1

I'm trying to make a factory contract that accomplishes two things:

  1. Create contracts and endow them at creation with specific parameters
  2. Maintain a mapping of structs with info of all created contracts

Here is my code, then I will explain my question.

pragma solidity ^0.4.18;
import "SimplePurchase.sol"; //this is the child contract being created

contract PurchaseCreator {
    struct PurchaseData {
        address seller;
        uint txnValue;
    }

    //Creates new child contract & stores info in mapping
    function newSimplePurchaseContract(address seller, uint txnValue) isActive public payable returns (SimplePurchase newPurch, uint PurchaseId) {
        PurchaseId = nextPurchaseId++;
        seller = msg.sender;
        txnValue = msg.value;
        purchases[PurchaseId] = PurchaseData(seller, txnValue);

        newPurch = (new SimplePurchase).value(txnValue)();

        return(newPurch, PurchaseId);
    }
}

Here are my two questions:

  1. When I create the child contract, is it possible to pass through the seller, txnValue, and PurchaseId from the function newSimplePurchaseContract?

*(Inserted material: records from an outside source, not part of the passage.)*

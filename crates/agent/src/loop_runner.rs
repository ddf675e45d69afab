//! The capture-invoke-execute cycle.
//!
//! One run per voice command: screenshot the screen, send the history to the
//! model, execute the actions it proposes, append the results with fresh
//! screenshots, and loop until the model answers in plain text, the
//! iteration cap is hit, or the run is cancelled.

use std::sync::Arc;
use std::time::Duration;

use tracing::{debug, info, warn};

use handsfree_core::Error;
use handsfree_core::action::Action;
use handsfree_core::error::ProviderError;
use handsfree_core::event::Command;
use handsfree_core::provider::{InvokeRequest, ModelReply, Provider};
use handsfree_core::turn::Turn;
use handsfree_screen::Executor;

use crate::cancel::CancelFlag;
use crate::history::HistoryStore;

/// Instructions sent with every request. Kept short; the screenshots carry
/// most of the context.
pub const DEFAULT_SYSTEM_PROMPT: &str = "You are a computer-use assistant controlling a macOS \
desktop on the user's behalf. The user speaks commands; you see the screen through the \
screenshots in the conversation. Use the computer tool to act. Coordinates are in the \
advertised display resolution. Take a screenshot when unsure about the current state. When \
the task is done, reply with a short spoken-style summary and no tool calls.";

/// How a run ended.
#[derive(Debug)]
pub enum RunOutcome {
    /// The model replied with plain text.
    Completed { reply: ModelReply },
    /// Cancelled by the reset gesture or a mid-run wake word.
    Cancelled,
    /// The iteration cap was reached before the model finished.
    IterationLimit,
}

/// Drives one command through the model and the executor.
pub struct AgentLoop {
    provider: Arc<dyn Provider>,
    executor: Arc<Executor>,
    model: String,
    system_prompt: String,
    max_tokens: u32,
    max_iterations: u32,
    max_attempts: u32,
    initial_backoff: Duration,
    image_retention: usize,
}

impl AgentLoop {
    pub fn new(
        provider: Arc<dyn Provider>,
        executor: Arc<Executor>,
        model: impl Into<String>,
    ) -> Self {
        Self {
            provider,
            executor,
            model: model.into(),
            system_prompt: DEFAULT_SYSTEM_PROMPT.into(),
            max_tokens: 4096,
            max_iterations: 20,
            max_attempts: 3,
            initial_backoff: Duration::from_millis(500),
            image_retention: 3,
        }
    }

    /// Replace the default system prompt.
    pub fn with_system_prompt(mut self, prompt: impl Into<String>) -> Self {
        self.system_prompt = prompt.into();
        self
    }

    pub fn with_max_tokens(mut self, max: u32) -> Self {
        self.max_tokens = max;
        self
    }

    /// Cap the number of invoke-execute iterations per run.
    pub fn with_max_iterations(mut self, max: u32) -> Self {
        self.max_iterations = max;
        self
    }

    /// Retry policy for provider calls.
    pub fn with_retry(mut self, max_attempts: u32, initial_backoff: Duration) -> Self {
        self.max_attempts = max_attempts.max(1);
        self.initial_backoff = initial_backoff;
        self
    }

    /// How many screenshots stay in history.
    pub fn with_image_retention(mut self, n: usize) -> Self {
        self.image_retention = n;
        self
    }

    /// Run one command to completion.
    ///
    /// Provider errors that survive the retry policy surface as `Err`, so
    /// the caller can speak them; a reset mid-run comes back as
    /// `RunOutcome::Cancelled` with the history already cleared.
    pub async fn run(
        &self,
        command: &Command,
        history: &HistoryStore,
        cancel: &CancelFlag,
    ) -> Result<RunOutcome, Error> {
        let generation = history.begin_run();
        info!(command = %command.text, "Starting run");

        if !history.append_in(generation, Turn::user(&command.text)) {
            return Ok(RunOutcome::Cancelled);
        }

        for iteration in 1..=self.max_iterations {
            if cancel.is_cancelled() {
                info!(iteration, "Run cancelled");
                return Ok(RunOutcome::Cancelled);
            }

            debug!(iteration, "Loop iteration");

            // A fresh frame ahead of every model call, pruned with the rest.
            let frame = self.executor.capture().await?;
            if !history.append_in(generation, Turn::screenshot(frame.into_payload())) {
                return Ok(RunOutcome::Cancelled);
            }
            history.retain_recent_images(self.image_retention);

            let request = InvokeRequest {
                model: self.model.clone(),
                system: self.system_prompt.clone(),
                turns: history.snapshot(),
                geometry: self.executor.geometry(),
                max_tokens: self.max_tokens,
            };

            let reply = self.invoke_with_retry(request).await?;

            if !history.append_in(
                generation,
                Turn::assistant_with_tools(reply.text.clone(), reply.tool_calls.clone()),
            ) {
                return Ok(RunOutcome::Cancelled);
            }

            if reply.is_terminal() {
                info!(iteration, "Run completed");
                return Ok(RunOutcome::Completed { reply });
            }

            for tool in &reply.tool_calls {
                let turn = match Action::from_tool_use(&tool.input) {
                    Ok(action) => match self.executor.execute(&action).await {
                        Ok(outcome) => match outcome.frame {
                            Some(frame) => Turn::tool_result_with_image(
                                &tool.id,
                                outcome.summary,
                                frame.into_payload(),
                            ),
                            None => Turn::tool_result(&tool.id, outcome.summary),
                        },
                        Err(e) => {
                            // Reported to the model so it can recover.
                            warn!(action = ?action.kind(), error = %e, "Action failed");
                            Turn::tool_result(&tool.id, format!("Error: {e}"))
                        }
                    },
                    Err(e) => {
                        warn!(error = %e, "Unparseable tool call");
                        Turn::tool_result(&tool.id, format!("Error: {e}"))
                    }
                };

                if !history.append_in(generation, turn) {
                    return Ok(RunOutcome::Cancelled);
                }
                if cancel.is_cancelled() {
                    info!("Run cancelled mid-actions");
                    return Ok(RunOutcome::Cancelled);
                }
            }
        }

        warn!(max = self.max_iterations, "Iteration limit reached");
        Ok(RunOutcome::IterationLimit)
    }

    /// Invoke the provider, retrying transient failures with exponential
    /// backoff. A rate-limit hint from the provider overrides the backoff.
    async fn invoke_with_retry(&self, request: InvokeRequest) -> Result<ModelReply, ProviderError> {
        let mut backoff = self.initial_backoff;

        for attempt in 1..=self.max_attempts {
            match self.provider.invoke(request.clone()).await {
                Ok(reply) => return Ok(reply),
                Err(e) if e.is_retryable() && attempt < self.max_attempts => {
                    let delay = match &e {
                        ProviderError::RateLimited { retry_after_secs } => {
                            Duration::from_secs(*retry_after_secs)
                        }
                        _ => backoff,
                    };
                    warn!(
                        attempt,
                        max = self.max_attempts,
                        delay_ms = delay.as_millis() as u64,
                        error = %e,
                        "Provider call failed, retrying"
                    );
                    tokio::time::sleep(delay).await;
                    backoff *= 2;
                }
                Err(e) => return Err(e),
            }
        }

        unreachable!("retry loop returns on the final attempt")
    }
}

I'm currently passing the txnValue, but I'm just not sure if it's possible to pass through anything besides value based on reading the solidity docs.

  2. Can the child contract pass information back to this contract to be added to the mapping? I'd like to hold a "buyer" address in the mapping struct as well, but with the way my user flow is set up, I won't know the buyer until the child contract is created.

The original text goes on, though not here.